As I started to get used to using it I began to feel more connected to my body, more aware of what was going on inside of me and more matter of fact about the fact that there is blood coming out of me. Using the moon cup felt more like an admission and acceptance of what my body does naturally as opposed to ignoring it, resisting it or plugging it up. Typically we feel embarrassed buying tampons and as teenagers particularly we are ashamed that we have our periods at all. Some people even refer to it as ‘the curse’.
I couldn’t wait to tell my friends about it. When I meet another moon cup user I get visibly excited. I have found this new gadget empowering; not a word we would always associate with menstruation.

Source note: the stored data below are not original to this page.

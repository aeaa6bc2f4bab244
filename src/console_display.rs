use crate::renderer::{EventView, FrameSnapshot, IndicatorView, Renderer, ScoreView};
use crate::types::*;
use crossbeam_channel::Receiver;
use std::io::{self, Write};

/// Renders a live ASCII view of the timeline in the terminal.
pub struct ConsoleDisplay {
    rx: Receiver<FrameSnapshot>,
    update_hz: u32,
    cols: usize,
    rows: usize,
}

impl ConsoleDisplay {
    pub fn new(rx: Receiver<FrameSnapshot>, update_hz: u32) -> Self {
        Self {
            rx,
            update_hz,
            cols: 72,
            rows: 16,
        }
    }

    pub fn run(&self) {
        let min_gap_ms = if self.update_hz == 0 { 50 } else { (1000 / self.update_hz).max(1) as u64 };
        let mut last_drawn: Option<u64> = None;
        let mut stdout = io::stdout();

        for frame in self.rx.iter() {
            if let Some(t) = last_drawn {
                if frame.now_ms < t + min_gap_ms {
                    continue;
                }
            }
            last_drawn = Some(frame.now_ms);

            let mut canvas = AsciiCanvas::new(self.cols, self.rows, &frame.viewport);
            frame.replay(&mut canvas);

            // Clear screen and move cursor home
            print!("\x1b[2J\x1b[H");
            println!("╔{}╗", "═".repeat(self.cols));
            let title = format!(
                "  PITCH LANE  t={:>6.2}s  pitch {}..{}  window@{}  {}",
                frame.progress_ms as f64 / 1000.0,
                midi_note_name(frame.min_pitch),
                midi_note_name(frame.max_pitch),
                frame.visible_start_index,
                if frame.indicator_active { "LIVE" } else { "----" },
            );
            println!("║{}║", pad(&title, self.cols));
            println!("╠{}╣", "═".repeat(self.cols));
            for line in canvas.lines() {
                println!("║{}║", line);
            }
            println!("╚{}╝", "═".repeat(self.cols));
            let _ = stdout.flush();
        }
    }
}

/// Character-cell renderer. Later draws overwrite earlier ones, so the
/// baseline and indicator sit on top of event bars.
pub struct AsciiCanvas {
    cells: Vec<Vec<char>>,
    sx: f32,
    sy: f32,
}

impl AsciiCanvas {
    pub fn new(cols: usize, rows: usize, viewport: &Viewport) -> Self {
        let sx = if viewport.width > 0.0 { cols as f32 / viewport.width } else { 0.0 };
        let sy = if viewport.height > 0.0 { rows as f32 / viewport.height } else { 0.0 };
        Self {
            cells: vec![vec![' '; cols]; rows],
            sx,
            sy,
        }
    }

    pub fn lines(&self) -> Vec<String> {
        self.cells.iter().map(|r| r.iter().collect()).collect()
    }

    fn row(&self, y: f32) -> Option<usize> {
        let r = (y * self.sy).floor();
        if r < 0.0 || r as usize >= self.cells.len() {
            None
        } else {
            Some(r as usize)
        }
    }

    fn col(&self, x: f32) -> isize {
        (x * self.sx).floor() as isize
    }

    fn fill(&mut self, rect: Rect, ch: char) {
        let Some(row) = self.row((rect.top + rect.bottom) * 0.5) else {
            return;
        };
        let width = self.cells[row].len() as isize;
        if self.col(rect.right) < 0 {
            return;
        }
        let from = self.col(rect.left).max(0);
        let to = self.col(rect.right).max(from + 1).min(width);
        for c in from..to {
            self.cells[row][c as usize] = ch;
        }
    }

    fn put(&mut self, row: usize, col: isize, ch: char) {
        if col >= 0 && (col as usize) < self.cells[row].len() {
            self.cells[row][col as usize] = ch;
        }
    }
}

impl Renderer for AsciiCanvas {
    fn draw_event(&mut self, view: &EventView<'_>) {
        self.fill(view.rect, '─');
        for region in view.drawable_feedback() {
            self.fill(region, '█');
        }
    }

    fn draw_baseline(&mut self, rect: Rect) {
        let col = self.col(rect.left);
        for row in 0..self.cells.len() {
            self.put(row, col, '│');
        }
    }

    fn draw_score(&mut self, score: &ScoreView) {
        let Some(row) = self.row(score.baseline_y) else {
            return;
        };
        let end = self.col(score.right_x);
        let start = end - score.text.chars().count() as isize;
        for (i, ch) in score.text.chars().enumerate() {
            self.put(row, start + i as isize, ch);
        }
    }

    fn draw_indicator(&mut self, indicator: &IndicatorView) {
        if let Some(row) = self.row((indicator.rect.top + indicator.rect.bottom) * 0.5) {
            let col = self.col(indicator.rect.right) - 1;
            self.put(row, col, '▶');
        }
    }
}

fn pad(s: &str, width: usize) -> String {
    let mut out: String = s.chars().take(width).collect();
    while out.chars().count() < width {
        out.push(' ');
    }
    out
}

But why not? If it wasn’t for our periods there wouldn’t be any people. We are the givers of life. We are the key to creation. Why are we ashamed of this? This power is immense, miraculous and not something we should ever be ashamed of. But we are. In our ever so human way we have found a way to focus on the negative in the situation as opposed to the positive. Our menstrual blood means the continuation of the human species but we would rather focus on the ick factor.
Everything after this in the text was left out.